## SUPPLIED MATERIAL

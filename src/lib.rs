//! Offline kick drum synthesis.
//!
//! The core lives in [`dsp`] (oscillator and ADSR envelope math) and
//! [`synth`] (the kick renderer that combines them). [`io`] and [`engine`]
//! hold the collaborators around it: PCM/WAV export, presets and the
//! continuous playback scheduler.

pub mod dsp;
pub mod engine;
pub mod error;
pub mod io;
pub mod synth; // Kick rendering and its parameter model

pub use error::KickError;
pub use synth::kick::{KickSynth, RenderedSignal};
pub use synth::params::KickParams;

/// Session sample rate in Hz. Every render and export uses it.
pub const SAMPLE_RATE: u32 = 44_100;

## PROMPT
Among the lines in the material above, some may hold "engine". State how many do, and add nothing.

## YOUR RESPONSE
2